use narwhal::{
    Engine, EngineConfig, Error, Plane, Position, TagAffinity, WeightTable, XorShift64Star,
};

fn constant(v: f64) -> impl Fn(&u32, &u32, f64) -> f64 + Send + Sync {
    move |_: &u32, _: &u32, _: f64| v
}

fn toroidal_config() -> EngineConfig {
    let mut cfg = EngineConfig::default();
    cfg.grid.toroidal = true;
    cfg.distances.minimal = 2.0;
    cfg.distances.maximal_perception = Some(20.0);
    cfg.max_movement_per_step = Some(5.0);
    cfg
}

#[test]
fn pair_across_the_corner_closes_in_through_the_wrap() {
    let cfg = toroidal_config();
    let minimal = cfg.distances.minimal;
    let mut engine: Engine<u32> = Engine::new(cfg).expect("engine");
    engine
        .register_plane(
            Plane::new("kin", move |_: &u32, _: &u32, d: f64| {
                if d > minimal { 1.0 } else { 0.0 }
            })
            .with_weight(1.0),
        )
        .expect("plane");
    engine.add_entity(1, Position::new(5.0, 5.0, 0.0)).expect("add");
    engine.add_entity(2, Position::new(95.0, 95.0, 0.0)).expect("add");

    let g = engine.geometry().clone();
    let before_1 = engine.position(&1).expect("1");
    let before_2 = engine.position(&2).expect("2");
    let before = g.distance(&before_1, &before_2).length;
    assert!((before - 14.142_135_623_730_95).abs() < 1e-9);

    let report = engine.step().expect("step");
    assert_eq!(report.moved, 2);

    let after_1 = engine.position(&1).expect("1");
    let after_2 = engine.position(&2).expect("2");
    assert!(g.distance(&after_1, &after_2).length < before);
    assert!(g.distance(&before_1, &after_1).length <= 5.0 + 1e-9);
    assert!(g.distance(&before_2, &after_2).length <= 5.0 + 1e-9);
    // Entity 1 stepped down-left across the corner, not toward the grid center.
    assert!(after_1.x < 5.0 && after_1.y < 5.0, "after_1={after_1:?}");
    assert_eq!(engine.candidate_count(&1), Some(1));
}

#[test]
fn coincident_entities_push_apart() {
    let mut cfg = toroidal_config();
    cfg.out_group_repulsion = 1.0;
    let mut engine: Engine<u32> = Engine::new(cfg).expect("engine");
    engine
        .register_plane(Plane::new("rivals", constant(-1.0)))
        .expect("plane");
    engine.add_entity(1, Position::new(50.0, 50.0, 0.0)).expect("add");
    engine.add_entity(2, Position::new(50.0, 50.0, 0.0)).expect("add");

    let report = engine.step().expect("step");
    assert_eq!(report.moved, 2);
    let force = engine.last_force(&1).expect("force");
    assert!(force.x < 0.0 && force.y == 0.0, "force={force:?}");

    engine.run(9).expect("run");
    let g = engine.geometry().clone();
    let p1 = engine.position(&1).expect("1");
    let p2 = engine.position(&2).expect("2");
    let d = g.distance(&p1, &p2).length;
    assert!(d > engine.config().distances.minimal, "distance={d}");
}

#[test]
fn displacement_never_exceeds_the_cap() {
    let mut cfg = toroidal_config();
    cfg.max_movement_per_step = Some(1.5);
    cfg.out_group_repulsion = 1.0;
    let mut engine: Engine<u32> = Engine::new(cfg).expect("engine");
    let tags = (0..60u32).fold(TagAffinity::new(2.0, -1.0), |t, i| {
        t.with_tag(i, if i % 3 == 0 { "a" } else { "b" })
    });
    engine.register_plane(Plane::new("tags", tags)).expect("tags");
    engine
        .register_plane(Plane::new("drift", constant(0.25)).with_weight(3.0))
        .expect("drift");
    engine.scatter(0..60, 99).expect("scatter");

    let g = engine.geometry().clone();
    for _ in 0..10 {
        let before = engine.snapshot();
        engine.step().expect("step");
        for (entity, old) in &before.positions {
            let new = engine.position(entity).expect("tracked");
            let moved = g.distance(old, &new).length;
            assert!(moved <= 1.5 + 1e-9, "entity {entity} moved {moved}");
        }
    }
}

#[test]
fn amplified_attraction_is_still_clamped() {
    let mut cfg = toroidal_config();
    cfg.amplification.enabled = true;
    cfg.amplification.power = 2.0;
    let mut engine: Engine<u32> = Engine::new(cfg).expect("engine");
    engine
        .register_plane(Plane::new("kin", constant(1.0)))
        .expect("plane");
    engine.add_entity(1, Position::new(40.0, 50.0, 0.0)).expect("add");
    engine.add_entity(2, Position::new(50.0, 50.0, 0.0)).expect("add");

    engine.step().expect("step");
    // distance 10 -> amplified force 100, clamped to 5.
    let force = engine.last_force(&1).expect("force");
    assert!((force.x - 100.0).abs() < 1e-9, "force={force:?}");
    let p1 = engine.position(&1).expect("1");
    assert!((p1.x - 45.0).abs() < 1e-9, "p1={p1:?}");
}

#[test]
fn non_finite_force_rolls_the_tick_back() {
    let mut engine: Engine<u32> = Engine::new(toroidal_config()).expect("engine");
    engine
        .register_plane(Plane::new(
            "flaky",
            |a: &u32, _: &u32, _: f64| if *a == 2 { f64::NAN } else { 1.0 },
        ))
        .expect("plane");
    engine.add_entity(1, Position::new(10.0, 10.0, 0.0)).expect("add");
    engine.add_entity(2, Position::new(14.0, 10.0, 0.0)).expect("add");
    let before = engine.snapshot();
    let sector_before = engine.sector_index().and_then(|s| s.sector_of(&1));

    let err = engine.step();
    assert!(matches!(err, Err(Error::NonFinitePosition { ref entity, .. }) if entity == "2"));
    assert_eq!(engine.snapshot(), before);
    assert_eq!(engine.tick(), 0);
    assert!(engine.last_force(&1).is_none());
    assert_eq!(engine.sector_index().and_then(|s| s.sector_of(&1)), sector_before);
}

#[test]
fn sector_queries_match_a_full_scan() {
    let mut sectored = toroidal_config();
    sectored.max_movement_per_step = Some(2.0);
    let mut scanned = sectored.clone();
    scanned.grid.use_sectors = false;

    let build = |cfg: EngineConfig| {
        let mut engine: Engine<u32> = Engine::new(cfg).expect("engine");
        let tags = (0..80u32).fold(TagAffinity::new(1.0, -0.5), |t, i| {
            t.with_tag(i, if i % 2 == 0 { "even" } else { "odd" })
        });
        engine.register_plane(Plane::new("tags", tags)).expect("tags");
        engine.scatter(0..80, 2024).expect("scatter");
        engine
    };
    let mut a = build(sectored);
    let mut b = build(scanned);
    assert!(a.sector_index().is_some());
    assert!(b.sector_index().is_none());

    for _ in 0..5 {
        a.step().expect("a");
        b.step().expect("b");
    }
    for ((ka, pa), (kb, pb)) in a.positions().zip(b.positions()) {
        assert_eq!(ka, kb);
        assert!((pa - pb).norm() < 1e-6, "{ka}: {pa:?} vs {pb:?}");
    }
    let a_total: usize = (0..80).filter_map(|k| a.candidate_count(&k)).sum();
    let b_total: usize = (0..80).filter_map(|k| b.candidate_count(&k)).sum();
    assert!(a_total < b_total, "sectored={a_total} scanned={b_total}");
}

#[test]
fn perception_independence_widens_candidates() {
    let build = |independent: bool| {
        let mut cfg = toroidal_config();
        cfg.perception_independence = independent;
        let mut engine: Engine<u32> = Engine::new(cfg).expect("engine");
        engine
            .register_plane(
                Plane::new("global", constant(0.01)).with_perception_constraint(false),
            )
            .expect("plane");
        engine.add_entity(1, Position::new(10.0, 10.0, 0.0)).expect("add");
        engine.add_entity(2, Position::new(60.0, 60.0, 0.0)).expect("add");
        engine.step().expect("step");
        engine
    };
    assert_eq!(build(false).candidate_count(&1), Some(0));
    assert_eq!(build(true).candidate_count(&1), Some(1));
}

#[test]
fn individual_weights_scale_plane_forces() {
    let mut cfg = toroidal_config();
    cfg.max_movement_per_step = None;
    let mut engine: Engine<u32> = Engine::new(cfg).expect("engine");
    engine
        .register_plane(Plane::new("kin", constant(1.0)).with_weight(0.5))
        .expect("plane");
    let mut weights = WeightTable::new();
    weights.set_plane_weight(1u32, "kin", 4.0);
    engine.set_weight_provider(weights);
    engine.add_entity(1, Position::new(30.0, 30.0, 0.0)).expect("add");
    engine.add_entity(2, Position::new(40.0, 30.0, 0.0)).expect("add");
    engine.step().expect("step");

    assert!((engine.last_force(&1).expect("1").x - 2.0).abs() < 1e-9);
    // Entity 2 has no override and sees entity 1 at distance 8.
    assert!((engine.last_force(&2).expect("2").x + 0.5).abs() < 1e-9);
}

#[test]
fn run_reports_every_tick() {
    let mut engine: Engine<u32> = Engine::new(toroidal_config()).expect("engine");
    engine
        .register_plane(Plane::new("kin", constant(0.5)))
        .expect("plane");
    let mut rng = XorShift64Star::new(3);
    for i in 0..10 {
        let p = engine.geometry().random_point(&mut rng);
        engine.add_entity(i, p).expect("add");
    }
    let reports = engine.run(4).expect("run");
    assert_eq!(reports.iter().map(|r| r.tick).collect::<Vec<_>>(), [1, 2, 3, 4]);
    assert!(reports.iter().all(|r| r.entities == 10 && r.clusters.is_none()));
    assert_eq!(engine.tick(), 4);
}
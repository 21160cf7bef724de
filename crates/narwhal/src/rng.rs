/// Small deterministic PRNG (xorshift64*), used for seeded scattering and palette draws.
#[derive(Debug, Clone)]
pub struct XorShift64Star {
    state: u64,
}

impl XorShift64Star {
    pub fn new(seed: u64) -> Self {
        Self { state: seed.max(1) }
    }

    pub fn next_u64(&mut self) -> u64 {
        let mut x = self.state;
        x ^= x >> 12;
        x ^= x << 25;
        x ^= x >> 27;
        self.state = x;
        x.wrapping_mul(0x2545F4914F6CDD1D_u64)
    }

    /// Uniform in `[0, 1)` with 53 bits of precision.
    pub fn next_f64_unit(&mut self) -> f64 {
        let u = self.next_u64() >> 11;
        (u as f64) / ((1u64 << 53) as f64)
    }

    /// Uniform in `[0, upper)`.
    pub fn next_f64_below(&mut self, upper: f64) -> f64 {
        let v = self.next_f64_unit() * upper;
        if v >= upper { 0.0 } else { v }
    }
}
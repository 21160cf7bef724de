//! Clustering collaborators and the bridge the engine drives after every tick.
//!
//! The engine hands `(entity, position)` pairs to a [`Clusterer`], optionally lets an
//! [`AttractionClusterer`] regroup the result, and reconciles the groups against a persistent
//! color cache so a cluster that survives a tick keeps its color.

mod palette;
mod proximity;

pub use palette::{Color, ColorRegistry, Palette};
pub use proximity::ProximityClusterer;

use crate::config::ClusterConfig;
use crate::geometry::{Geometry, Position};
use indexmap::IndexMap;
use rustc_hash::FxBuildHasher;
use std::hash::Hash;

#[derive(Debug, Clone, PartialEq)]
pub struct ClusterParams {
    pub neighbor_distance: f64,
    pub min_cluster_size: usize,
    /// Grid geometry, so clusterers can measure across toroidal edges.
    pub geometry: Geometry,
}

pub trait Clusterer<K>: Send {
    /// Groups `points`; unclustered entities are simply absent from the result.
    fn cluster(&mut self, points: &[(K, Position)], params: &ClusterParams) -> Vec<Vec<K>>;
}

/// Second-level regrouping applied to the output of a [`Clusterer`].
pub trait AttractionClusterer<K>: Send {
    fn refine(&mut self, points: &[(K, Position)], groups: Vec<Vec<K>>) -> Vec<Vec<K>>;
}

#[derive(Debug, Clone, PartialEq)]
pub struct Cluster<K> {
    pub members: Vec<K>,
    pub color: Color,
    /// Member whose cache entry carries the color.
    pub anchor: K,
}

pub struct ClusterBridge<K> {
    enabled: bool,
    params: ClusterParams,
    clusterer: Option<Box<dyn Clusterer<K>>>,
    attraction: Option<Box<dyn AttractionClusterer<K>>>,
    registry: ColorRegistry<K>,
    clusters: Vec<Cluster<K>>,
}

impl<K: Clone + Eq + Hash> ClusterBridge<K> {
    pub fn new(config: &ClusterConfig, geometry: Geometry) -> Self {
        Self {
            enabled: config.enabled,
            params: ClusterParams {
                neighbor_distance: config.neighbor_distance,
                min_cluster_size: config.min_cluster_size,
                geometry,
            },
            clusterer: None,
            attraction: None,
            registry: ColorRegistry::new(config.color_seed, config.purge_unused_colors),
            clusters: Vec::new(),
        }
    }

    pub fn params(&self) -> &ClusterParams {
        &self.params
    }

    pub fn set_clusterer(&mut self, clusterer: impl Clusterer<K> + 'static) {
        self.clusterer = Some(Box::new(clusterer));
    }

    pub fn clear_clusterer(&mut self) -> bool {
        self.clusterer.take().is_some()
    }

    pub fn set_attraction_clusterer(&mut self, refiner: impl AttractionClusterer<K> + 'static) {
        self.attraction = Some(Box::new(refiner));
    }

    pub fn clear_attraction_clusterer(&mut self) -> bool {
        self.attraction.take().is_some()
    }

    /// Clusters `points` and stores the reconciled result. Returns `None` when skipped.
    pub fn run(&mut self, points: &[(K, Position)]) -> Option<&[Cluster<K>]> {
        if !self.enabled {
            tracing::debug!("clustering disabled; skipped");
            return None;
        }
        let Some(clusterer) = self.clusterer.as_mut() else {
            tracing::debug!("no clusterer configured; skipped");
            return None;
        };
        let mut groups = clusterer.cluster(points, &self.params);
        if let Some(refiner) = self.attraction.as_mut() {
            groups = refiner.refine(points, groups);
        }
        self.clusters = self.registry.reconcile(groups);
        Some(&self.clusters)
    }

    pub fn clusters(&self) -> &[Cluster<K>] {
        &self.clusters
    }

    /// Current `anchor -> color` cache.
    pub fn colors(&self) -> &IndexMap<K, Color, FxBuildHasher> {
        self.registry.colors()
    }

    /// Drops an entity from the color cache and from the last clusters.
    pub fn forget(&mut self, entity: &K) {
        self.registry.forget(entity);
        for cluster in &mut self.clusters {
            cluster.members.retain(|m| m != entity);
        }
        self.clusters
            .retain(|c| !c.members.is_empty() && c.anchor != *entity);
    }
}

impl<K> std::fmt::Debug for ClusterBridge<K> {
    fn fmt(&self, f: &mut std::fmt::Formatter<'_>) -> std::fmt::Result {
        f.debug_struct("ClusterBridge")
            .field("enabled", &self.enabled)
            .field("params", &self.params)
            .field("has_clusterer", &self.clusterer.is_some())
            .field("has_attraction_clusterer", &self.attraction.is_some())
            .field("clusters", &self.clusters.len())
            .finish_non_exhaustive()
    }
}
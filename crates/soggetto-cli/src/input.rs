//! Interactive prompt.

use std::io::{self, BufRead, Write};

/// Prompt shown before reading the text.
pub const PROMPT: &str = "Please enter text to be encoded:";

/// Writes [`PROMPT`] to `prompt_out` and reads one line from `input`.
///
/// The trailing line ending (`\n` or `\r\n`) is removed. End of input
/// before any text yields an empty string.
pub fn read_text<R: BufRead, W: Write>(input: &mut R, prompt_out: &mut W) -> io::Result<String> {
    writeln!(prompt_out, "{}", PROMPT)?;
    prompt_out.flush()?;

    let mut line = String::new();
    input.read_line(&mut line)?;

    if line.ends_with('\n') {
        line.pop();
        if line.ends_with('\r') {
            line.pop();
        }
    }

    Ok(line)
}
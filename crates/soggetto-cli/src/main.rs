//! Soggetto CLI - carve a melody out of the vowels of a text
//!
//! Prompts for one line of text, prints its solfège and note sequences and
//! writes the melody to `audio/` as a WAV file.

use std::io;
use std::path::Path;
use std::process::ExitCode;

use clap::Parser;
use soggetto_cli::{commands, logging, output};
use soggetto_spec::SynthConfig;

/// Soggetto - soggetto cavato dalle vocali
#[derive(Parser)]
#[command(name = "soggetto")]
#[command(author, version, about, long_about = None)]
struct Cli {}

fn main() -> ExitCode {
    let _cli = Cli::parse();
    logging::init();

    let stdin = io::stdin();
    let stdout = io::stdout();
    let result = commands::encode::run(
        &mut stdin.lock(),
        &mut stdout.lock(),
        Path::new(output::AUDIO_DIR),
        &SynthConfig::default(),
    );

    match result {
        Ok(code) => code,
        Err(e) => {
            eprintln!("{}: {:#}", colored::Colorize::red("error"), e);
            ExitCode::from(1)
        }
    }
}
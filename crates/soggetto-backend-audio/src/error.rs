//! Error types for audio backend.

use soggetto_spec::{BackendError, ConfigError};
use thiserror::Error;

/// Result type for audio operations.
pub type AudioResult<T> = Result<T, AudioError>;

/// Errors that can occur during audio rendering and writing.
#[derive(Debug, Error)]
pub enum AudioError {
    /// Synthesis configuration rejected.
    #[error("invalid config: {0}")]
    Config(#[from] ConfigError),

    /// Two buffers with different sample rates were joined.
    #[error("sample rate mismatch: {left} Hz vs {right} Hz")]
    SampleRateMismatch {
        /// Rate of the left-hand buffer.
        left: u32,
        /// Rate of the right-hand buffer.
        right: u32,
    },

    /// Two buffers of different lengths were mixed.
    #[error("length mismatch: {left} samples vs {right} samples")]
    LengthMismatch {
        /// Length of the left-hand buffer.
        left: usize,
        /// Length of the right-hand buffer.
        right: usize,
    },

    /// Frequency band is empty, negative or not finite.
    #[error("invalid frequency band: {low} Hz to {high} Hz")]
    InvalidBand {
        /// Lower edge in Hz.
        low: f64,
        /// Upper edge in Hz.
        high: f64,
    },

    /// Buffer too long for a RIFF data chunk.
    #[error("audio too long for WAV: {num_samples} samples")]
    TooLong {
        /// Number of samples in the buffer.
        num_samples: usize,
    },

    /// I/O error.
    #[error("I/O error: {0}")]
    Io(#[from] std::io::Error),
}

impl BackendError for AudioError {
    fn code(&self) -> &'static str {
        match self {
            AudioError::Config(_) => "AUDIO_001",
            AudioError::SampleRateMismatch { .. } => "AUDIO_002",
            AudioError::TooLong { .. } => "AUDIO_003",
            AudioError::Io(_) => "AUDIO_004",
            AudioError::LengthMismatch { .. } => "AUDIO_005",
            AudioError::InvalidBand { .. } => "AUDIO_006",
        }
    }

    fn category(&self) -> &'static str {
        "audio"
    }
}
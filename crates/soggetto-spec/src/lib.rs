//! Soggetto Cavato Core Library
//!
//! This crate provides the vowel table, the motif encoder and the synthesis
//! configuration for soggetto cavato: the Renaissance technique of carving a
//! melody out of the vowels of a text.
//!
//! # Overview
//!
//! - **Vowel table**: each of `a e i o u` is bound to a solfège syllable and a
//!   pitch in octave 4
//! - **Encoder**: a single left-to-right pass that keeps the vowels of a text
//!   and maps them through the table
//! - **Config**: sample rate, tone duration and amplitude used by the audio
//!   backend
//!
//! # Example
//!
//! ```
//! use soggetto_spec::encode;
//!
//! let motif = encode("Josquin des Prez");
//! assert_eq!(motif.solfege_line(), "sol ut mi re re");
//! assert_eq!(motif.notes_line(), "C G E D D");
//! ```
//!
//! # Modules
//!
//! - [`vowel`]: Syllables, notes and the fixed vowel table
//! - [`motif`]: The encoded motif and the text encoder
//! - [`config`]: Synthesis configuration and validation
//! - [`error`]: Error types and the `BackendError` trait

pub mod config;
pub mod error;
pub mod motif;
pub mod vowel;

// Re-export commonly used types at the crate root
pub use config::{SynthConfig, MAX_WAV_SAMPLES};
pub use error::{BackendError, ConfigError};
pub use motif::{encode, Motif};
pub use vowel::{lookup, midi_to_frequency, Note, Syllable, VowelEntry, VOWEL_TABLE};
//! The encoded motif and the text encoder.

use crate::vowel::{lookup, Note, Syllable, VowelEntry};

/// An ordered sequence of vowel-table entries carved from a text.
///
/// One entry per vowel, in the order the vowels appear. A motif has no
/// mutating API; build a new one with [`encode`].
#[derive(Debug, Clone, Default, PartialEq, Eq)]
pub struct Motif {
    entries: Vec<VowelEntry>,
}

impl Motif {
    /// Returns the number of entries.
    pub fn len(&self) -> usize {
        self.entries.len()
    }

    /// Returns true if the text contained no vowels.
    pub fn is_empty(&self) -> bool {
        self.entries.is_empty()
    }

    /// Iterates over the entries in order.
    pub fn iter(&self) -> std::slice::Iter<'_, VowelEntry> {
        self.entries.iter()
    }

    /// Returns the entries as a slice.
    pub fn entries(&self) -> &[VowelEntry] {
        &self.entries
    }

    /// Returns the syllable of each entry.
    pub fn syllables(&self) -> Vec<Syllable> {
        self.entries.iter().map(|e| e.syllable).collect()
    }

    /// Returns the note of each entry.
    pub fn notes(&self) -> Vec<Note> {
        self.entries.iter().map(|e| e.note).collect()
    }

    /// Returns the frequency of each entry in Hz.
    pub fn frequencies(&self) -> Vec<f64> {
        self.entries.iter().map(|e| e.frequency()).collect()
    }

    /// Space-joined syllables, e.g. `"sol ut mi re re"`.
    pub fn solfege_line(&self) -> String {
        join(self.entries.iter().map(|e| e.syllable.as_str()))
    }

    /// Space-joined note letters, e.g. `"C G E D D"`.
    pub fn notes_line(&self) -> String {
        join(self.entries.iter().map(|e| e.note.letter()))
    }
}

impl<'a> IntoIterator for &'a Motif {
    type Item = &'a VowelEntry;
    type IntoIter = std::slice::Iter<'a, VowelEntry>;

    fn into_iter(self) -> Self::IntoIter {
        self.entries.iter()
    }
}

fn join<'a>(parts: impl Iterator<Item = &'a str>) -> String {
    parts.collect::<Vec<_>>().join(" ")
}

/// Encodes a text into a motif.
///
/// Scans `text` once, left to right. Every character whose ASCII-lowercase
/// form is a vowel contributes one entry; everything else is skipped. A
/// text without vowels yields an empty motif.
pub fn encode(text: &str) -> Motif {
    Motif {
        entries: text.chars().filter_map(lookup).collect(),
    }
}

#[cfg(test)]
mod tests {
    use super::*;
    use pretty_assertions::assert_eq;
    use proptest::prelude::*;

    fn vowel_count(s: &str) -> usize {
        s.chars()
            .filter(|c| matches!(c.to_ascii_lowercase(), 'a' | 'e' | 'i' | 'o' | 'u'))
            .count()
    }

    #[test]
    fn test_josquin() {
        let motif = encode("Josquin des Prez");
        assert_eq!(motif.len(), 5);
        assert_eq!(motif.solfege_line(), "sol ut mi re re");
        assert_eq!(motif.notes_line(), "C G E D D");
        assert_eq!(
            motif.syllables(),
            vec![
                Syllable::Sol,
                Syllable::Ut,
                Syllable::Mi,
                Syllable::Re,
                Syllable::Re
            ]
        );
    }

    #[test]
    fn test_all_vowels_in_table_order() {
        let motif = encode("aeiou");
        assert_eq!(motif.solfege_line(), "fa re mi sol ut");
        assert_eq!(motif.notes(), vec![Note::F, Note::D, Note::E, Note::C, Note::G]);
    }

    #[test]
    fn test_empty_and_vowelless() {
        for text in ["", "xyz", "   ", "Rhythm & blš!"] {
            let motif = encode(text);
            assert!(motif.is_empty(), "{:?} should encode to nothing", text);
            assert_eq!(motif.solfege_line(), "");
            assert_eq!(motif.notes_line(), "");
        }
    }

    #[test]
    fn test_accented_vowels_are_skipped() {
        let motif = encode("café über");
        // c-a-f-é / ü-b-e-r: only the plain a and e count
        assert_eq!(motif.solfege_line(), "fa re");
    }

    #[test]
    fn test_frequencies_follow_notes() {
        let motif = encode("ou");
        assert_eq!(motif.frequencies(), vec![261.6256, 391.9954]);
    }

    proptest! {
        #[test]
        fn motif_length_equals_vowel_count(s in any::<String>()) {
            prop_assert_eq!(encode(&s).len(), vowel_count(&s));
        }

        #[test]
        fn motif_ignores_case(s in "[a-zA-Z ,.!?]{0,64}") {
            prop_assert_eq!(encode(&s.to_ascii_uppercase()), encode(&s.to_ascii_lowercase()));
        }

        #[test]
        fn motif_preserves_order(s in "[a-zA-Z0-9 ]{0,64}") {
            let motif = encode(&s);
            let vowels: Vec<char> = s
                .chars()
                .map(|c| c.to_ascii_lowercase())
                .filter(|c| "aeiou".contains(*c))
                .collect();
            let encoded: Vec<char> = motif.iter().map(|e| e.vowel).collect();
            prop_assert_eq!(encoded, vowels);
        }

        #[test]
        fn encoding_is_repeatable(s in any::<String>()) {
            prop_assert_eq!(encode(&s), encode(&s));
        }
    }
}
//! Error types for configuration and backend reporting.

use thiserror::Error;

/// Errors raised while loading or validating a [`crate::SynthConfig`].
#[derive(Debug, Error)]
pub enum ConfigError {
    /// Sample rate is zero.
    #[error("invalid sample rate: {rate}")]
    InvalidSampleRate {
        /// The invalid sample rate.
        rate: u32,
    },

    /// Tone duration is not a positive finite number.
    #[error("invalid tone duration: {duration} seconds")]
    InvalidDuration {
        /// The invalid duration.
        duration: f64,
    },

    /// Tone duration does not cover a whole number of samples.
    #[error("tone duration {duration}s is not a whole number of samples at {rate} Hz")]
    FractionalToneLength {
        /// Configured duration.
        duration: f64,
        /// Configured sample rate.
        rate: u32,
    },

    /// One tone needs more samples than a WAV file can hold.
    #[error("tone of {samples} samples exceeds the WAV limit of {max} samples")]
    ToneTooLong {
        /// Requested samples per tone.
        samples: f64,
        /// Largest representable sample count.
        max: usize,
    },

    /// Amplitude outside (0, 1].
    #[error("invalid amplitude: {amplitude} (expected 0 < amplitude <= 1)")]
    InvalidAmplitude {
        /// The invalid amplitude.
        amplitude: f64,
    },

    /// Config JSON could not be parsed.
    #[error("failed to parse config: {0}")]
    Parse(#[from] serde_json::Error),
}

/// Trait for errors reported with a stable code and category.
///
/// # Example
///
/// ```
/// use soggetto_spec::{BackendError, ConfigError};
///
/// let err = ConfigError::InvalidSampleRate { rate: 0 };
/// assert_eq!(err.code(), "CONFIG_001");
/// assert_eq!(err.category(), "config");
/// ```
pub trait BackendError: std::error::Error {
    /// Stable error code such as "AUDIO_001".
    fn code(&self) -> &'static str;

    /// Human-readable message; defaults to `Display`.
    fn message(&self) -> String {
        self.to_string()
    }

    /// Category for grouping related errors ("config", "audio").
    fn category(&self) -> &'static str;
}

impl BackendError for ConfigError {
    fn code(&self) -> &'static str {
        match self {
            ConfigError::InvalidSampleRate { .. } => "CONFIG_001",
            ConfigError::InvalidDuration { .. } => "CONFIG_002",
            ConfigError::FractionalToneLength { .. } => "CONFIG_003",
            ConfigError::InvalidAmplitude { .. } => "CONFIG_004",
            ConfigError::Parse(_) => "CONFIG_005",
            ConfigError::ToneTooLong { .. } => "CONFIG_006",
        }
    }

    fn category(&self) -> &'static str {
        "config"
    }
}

Exercise goal.
Where does "AttractionClusterer" appear in the listing? Show every line that has it.

The answer.
//! [`AttractionClusterer`] regroup the result, and reconciles the groups against a persistent
pub trait AttractionClusterer<K>: Send {
    attraction: Option<Box<dyn AttractionClusterer<K>>>,
    pub fn set_attraction_clusterer(&mut self, refiner: impl AttractionClusterer<K> + 'static) {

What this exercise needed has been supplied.